I lived in a small town of fewer than 5,000 people and the lack of drama or excitement in my life had me yearning for some kind of outlet.   As I pedaled my banana seat bike down the streets of my small town, I would imagine what book I would check out and which place would it take me today.   To the watery streets of Venice or the hot beaches in California where everyday looked like an episode of the 70's T.V. show "Chips."   I would spend hours walking up and down the aisles touching each book gently as I skimmed their titles, textures and smells.  

The library was a world of mystery, romance, suspense, and more all lined up in neat rows of volumes, that were mine for the taking.  Well, mine at least for the two weeks the library loaned it to me.  In my youth I rode each day to the library to satisfy the craving that every book lover in the world recognizes in the pit of your stomach and in the spinning of your mind.  The need to explore without actually having to fight that dangerous crocodile or cross the raging river below. 

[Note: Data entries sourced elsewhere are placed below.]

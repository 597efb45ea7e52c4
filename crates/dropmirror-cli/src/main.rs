//! dropmirror CLI - mirror a Dropbox shared folder to a local directory
//!
//! Wires the Dropbox provider and local store into the synchronizer,
//! drives one run, prints a summary, and maps the outcome onto exit codes:
//!
//! - `0` - full success: every entry downloaded or skipped
//! - `1` - setup failure: bad credential, bad link, unusable save
//!   directory, invalid arguments; nothing was attempted
//! - `2` - partial failure: the run completed but some entries failed

use std::path::PathBuf;
use std::process::ExitCode;
use std::sync::Arc;

use anyhow::Context;
use clap::Parser;
use tracing_subscriber::EnvFilter;

mod output;

use output::{get_formatter, OutputFormat, OutputFormatter};

use dropmirror_core::config::Config;
use dropmirror_core::domain::credential::Credential;
use dropmirror_core::domain::newtypes::{AccessToken, SharedLink};
use dropmirror_dropbox::client::DropboxClient;
use dropmirror_dropbox::provider::DropboxSharedFolderProvider;
use dropmirror_sync::engine::{SyncOptions, SyncReport, Synchronizer};
use dropmirror_sync::store::LocalStoreAdapter;

/// Exit code for setup failures (credential, link, save directory, arguments)
const EXIT_SETUP_FAILURE: u8 = 1;

/// Exit code when the run completed but some entries failed
const EXIT_PARTIAL_FAILURE: u8 = 2;

const EXIT_CODE_HELP: &str = "Exit codes:
  0  full success (every entry downloaded or skipped)
  1  setup failure (credential, link, save directory, arguments)
  2  partial failure (run completed, some entries failed)";

#[derive(Debug, Parser)]
#[command(
    name = "dropmirror",
    version,
    about = "Mirror a Dropbox shared folder to a local directory",
    after_help = EXIT_CODE_HELP
)]
pub struct Cli {
    /// Shared folder link to download from Dropbox
    #[arg(long)]
    link: String,

    /// Local directory to save files into (created if missing)
    #[arg(long)]
    save_dir: PathBuf,

    /// Pre-obtained access token
    #[arg(long, conflicts_with_all = ["app_key", "app_secret"])]
    token: Option<String>,

    /// App key (see https://www.dropbox.com/developers/apps)
    #[arg(long, requires = "app_secret")]
    app_key: Option<String>,

    /// App secret paired with --app-key
    #[arg(long, requires = "app_key")]
    app_secret: Option<String>,

    /// Max retries per entry after the first attempt (default from config, 3)
    #[arg(long)]
    retry: Option<u32>,

    /// Output in JSON format
    #[arg(long)]
    json: bool,

    /// Verbose output (can be repeated: -v, -vv)
    #[arg(short, long, action = clap::ArgAction::Count)]
    verbose: u8,

    /// Minimal output
    #[arg(short, long)]
    quiet: bool,

    /// Use alternate config file
    #[arg(long)]
    config: Option<PathBuf>,
}

impl Cli {
    /// Builds the credential from the argument surface
    ///
    /// clap already enforces that `--token` excludes the pair and that the
    /// pair is complete; what remains is requiring at least one of them.
    fn credential(&self) -> anyhow::Result<Credential> {
        if let Some(token) = &self.token {
            let token = AccessToken::new(token.clone()).context("invalid --token")?;
            return Ok(Credential::Token(token));
        }

        match (&self.app_key, &self.app_secret) {
            (Some(app_key), Some(app_secret)) => Ok(Credential::AppKeyPair {
                app_key: app_key.clone(),
                app_secret: app_secret.clone(),
            }),
            _ => anyhow::bail!(
                "a credential is required: pass --token, or --app-key together with --app-secret"
            ),
        }
    }
}

#[tokio::main]
async fn main() -> ExitCode {
    let cli = Cli::parse();

    let config_path = cli.config.clone().unwrap_or_else(Config::default_path);
    let config = Config::load_or_default(&config_path);

    // Setup tracing: -q wins, then -v levels, then the configured level.
    let filter = if cli.quiet {
        "warn".to_string()
    } else {
        match cli.verbose {
            0 => config.logging.level.clone(),
            1 => "debug".to_string(),
            _ => "trace".to_string(),
        }
    };
    let env_filter = EnvFilter::try_from_default_env().unwrap_or_else(|_| EnvFilter::new(filter));

    tracing_subscriber::fmt()
        .with_env_filter(env_filter)
        .with_target(false)
        .init();

    let format = if cli.json {
        OutputFormat::Json
    } else {
        OutputFormat::Human
    };
    let formatter = get_formatter(matches!(format, OutputFormat::Json));

    match run(&cli, &config).await {
        Ok(report) => {
            print_summary(formatter.as_ref(), &report, cli.json, cli.quiet);
            if report.is_success() {
                ExitCode::SUCCESS
            } else {
                ExitCode::from(EXIT_PARTIAL_FAILURE)
            }
        }
        Err(err) => {
            formatter.error(&format!("{err:#}"));
            ExitCode::from(EXIT_SETUP_FAILURE)
        }
    }
}

/// Parses the run inputs, wires the adapters, and drives one run
///
/// Everything returned as `Err` here is a setup failure; entry-level
/// failures live inside the returned [`SyncReport`].
async fn run(cli: &Cli, config: &Config) -> anyhow::Result<SyncReport> {
    let link = SharedLink::new(cli.link.clone()).context("invalid --link")?;
    let credential = cli.credential()?;

    let client = DropboxClient::new(&config.http).context("failed to build HTTP client")?;
    let provider = Arc::new(DropboxSharedFolderProvider::new(client));
    let store = Arc::new(LocalStoreAdapter::new());

    let options = SyncOptions::new(cli.save_dir.clone())
        .with_retry_limit(cli.retry.unwrap_or(config.retry.max_attempts))
        .with_base_delay(config.retry.base_delay());

    tracing::info!(
        link = %link,
        save_dir = %cli.save_dir.display(),
        retry_limit = options.retry_limit,
        "Starting mirror"
    );

    let synchronizer = Synchronizer::new(provider, store, options);
    let report = synchronizer.run(&link, &credential).await?;
    Ok(report)
}

/// Prints the run summary in the selected format
fn print_summary(formatter: &dyn OutputFormatter, report: &SyncReport, json: bool, quiet: bool) {
    if json {
        formatter.print_json(&serde_json::json!({
            "success": report.is_success(),
            "downloaded": report.downloaded,
            "skipped": report.skipped,
            "folders_skipped": report.folders_skipped,
            "failed": report.failed,
            "duration_ms": report.duration_ms,
        }));
        return;
    }

    let duration_display = if report.duration_ms >= 1000 {
        format!("{:.1}s", report.duration_ms as f64 / 1000.0)
    } else {
        format!("{}ms", report.duration_ms)
    };

    if report.is_success() {
        if report.downloaded == 0 {
            formatter.success(&format!("Already up to date ({})", duration_display));
        } else {
            formatter.success(&format!("Mirror complete in {}", duration_display));
        }
    } else {
        formatter.error(&format!(
            "{} entr{} failed",
            report.failed.len(),
            if report.failed.len() == 1 { "y" } else { "ies" }
        ));
    }

    if quiet {
        return;
    }

    formatter.info(&format!(
        "Downloaded: {} file{}",
        report.downloaded,
        plural(report.downloaded)
    ));
    formatter.info(&format!(
        "Skipped:    {} file{}",
        report.skipped,
        plural(report.skipped)
    ));
    if report.folders_skipped > 0 {
        formatter.info(&format!(
            "Folders:    {} skipped (recursive download not supported)",
            report.folders_skipped
        ));
    }

    for failed in &report.failed {
        formatter.info(&format!("  - {}: {}", failed.path, failed.reason));
    }
}

fn plural(n: u32) -> &'static str {
    if n == 1 {
        ""
    } else {
        "s"
    }
}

The library opened up my mind to just how incredible peoples imaginations could become.  It opened my eyes to where a book could take me, right there in the couch section of Tecumseh Public Library.   It also had me in awe at not only their imagainations but their realitys as well.  What one young boy from the wrong side of the tracks could do with his life, even when life was throwing him every obstacle it could in his way, was unbelievable. 

Yet, in these pages I saw first hand his strength of character and his fortitude in a time of hopelessness.  As I got older and read more and more, these books became filmstrips in my mind.   Slowly ticking down through each frame and opening my eyes to such laughter, wonder and honesty that a book became much more important than a movie.  A movie throws it all out there, you do not need to imagine or set a scene up in your head.  But in a book your forced to create the illusion and follow it in your mind, just like a filmstrip. 

The library was my sanctuary, my sanity and my salvation.   The ability to walk in and walk out with your arms wrapped around those books, like they were long lost friends.  That is what they were my friends, and we continue this friendship today in the very same building it started in.  Yet instead of the banana seat bike, I pull up in the grocery getter and introduce the next generation of readers to this exciting place, my kids.